③ On Taking Advantage of the Fat-Finger Discount
Occasionally, Keyes sends out too-good-to-be-true deals known as mistake fares, like airfare from New York to the Philippines for a paltry $174. They're most often caused by errors on an airline's part when entering prices or miscommunication between partner carriers, but as great as they are, they're the fleeting unicorns of airline sales.
"It's rare that they last more than 12 hours, and often last as little as 60 or 90 minutes," he warns. There's no specific pattern as to when these mistake fares occur, so subscribing to flight alerts like Keyes's email list helps you book these fares before airlines fix their mistakes.
④ Early Birds Get to Fly
Unfortunately, it's harder to score discounts on last-minute getaways. "In terms of how far in advance, I advise one to three months for domestic flights and two to six months for international flights. Any closer to the travel date, and the price tends to jump; any further out, and you're missing out on potential future sales," Keyes reveals.

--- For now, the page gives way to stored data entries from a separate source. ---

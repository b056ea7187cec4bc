//! Space tag commands

use anyhow::{Context, Result};
use clap::Subcommand;

use super::context::CommandContext;
use super::output::Output;
use super::parse_color;
use crate::domain::Tag;
use crate::remote::TaskApi;

#[derive(Subcommand)]
pub enum TagCommands {
    /// List tags of a space
    List {
        /// Space ID (defaults to the configured space)
        #[arg(long)]
        space: Option<String>,
    },

    /// Create a tag
    Add {
        name: String,

        /// Background color (#RRGGBB)
        #[arg(long, default_value = "#000000", value_parser = parse_color)]
        bg: String,

        /// Foreground color (#RRGGBB)
        #[arg(long, default_value = "#ffffff", value_parser = parse_color)]
        fg: String,

        #[arg(long)]
        space: Option<String>,
    },

    /// Delete a tag
    Delete {
        name: String,

        #[arg(long)]
        space: Option<String>,
    },
}

pub async fn run(cmd: TagCommands, ctx: &CommandContext, output: &Output) -> Result<()> {
    match cmd {
        TagCommands::List { space } => list(ctx, space, output).await,
        TagCommands::Add {
            name,
            bg,
            fg,
            space,
        } => {
            let space_id = ctx.space_id(space)?;
            let tag = Tag {
                name,
                bg_color: bg,
                fg_color: fg,
            };
            ctx.api()
                .create_tag(&space_id, &tag)
                .await
                .with_context(|| format!("Failed to create tag \"{}\"", tag.name))?;
            output.success(&format!("Created tag {}", tag.name));
            Ok(())
        }
        TagCommands::Delete { name, space } => {
            let space_id = ctx.space_id(space)?;
            ctx.api()
                .delete_tag(&space_id, &name)
                .await
                .with_context(|| format!("Failed to delete tag \"{name}\""))?;
            output.success(&format!("Deleted tag {name}"));
            Ok(())
        }
    }
}

async fn list(ctx: &CommandContext, space: Option<String>, output: &Output) -> Result<()> {
    let space_id = ctx.space_id(space)?;
    let tags = ctx
        .api()
        .list_tags(&space_id)
        .await
        .with_context(|| format!("Failed to fetch tags of space {space_id}"))?;

    if output.is_json() {
        output.data(&tags);
    } else if tags.is_empty() {
        println!("No tags found.");
    } else {
        println!("{:<24} {:<10} FG", "NAME", "BG");
        println!("{}", "-".repeat(44));
        for tag in &tags {
            println!("{:<24} {:<10} {}", tag.name, tag.bg_color, tag.fg_color);
        }
    }
    Ok(())
}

And to bust some common myths: No, turning on private browsing or clearing your cookies doesn't work. Nor does waiting until 2 p.m. on Tuesday to book. Live and learn.
⑤ It All Comes Down to Flexibility
International travel can actually be quite affordable, but not if your plans are rigid.
"If you've picked out your city, picked out your dates and don't have flexibility, 95 percent of what you can do to bring down the cost of airfare is already out the window," Keyes explains.
If you're locked on a destination, consider shifting your dates. For a weekend getaway, try searching flights that are Thursday to Sunday or Saturday to Tuesday. A simple shift in dates can halve flight costs sometimes. And don't be afraid of long layovers; the cheapest way to fly from New York to Hanoi might require a 22-hour stopover in Tokyo, but you'll save buckets on airfare and get an awesome addition to your itinerary.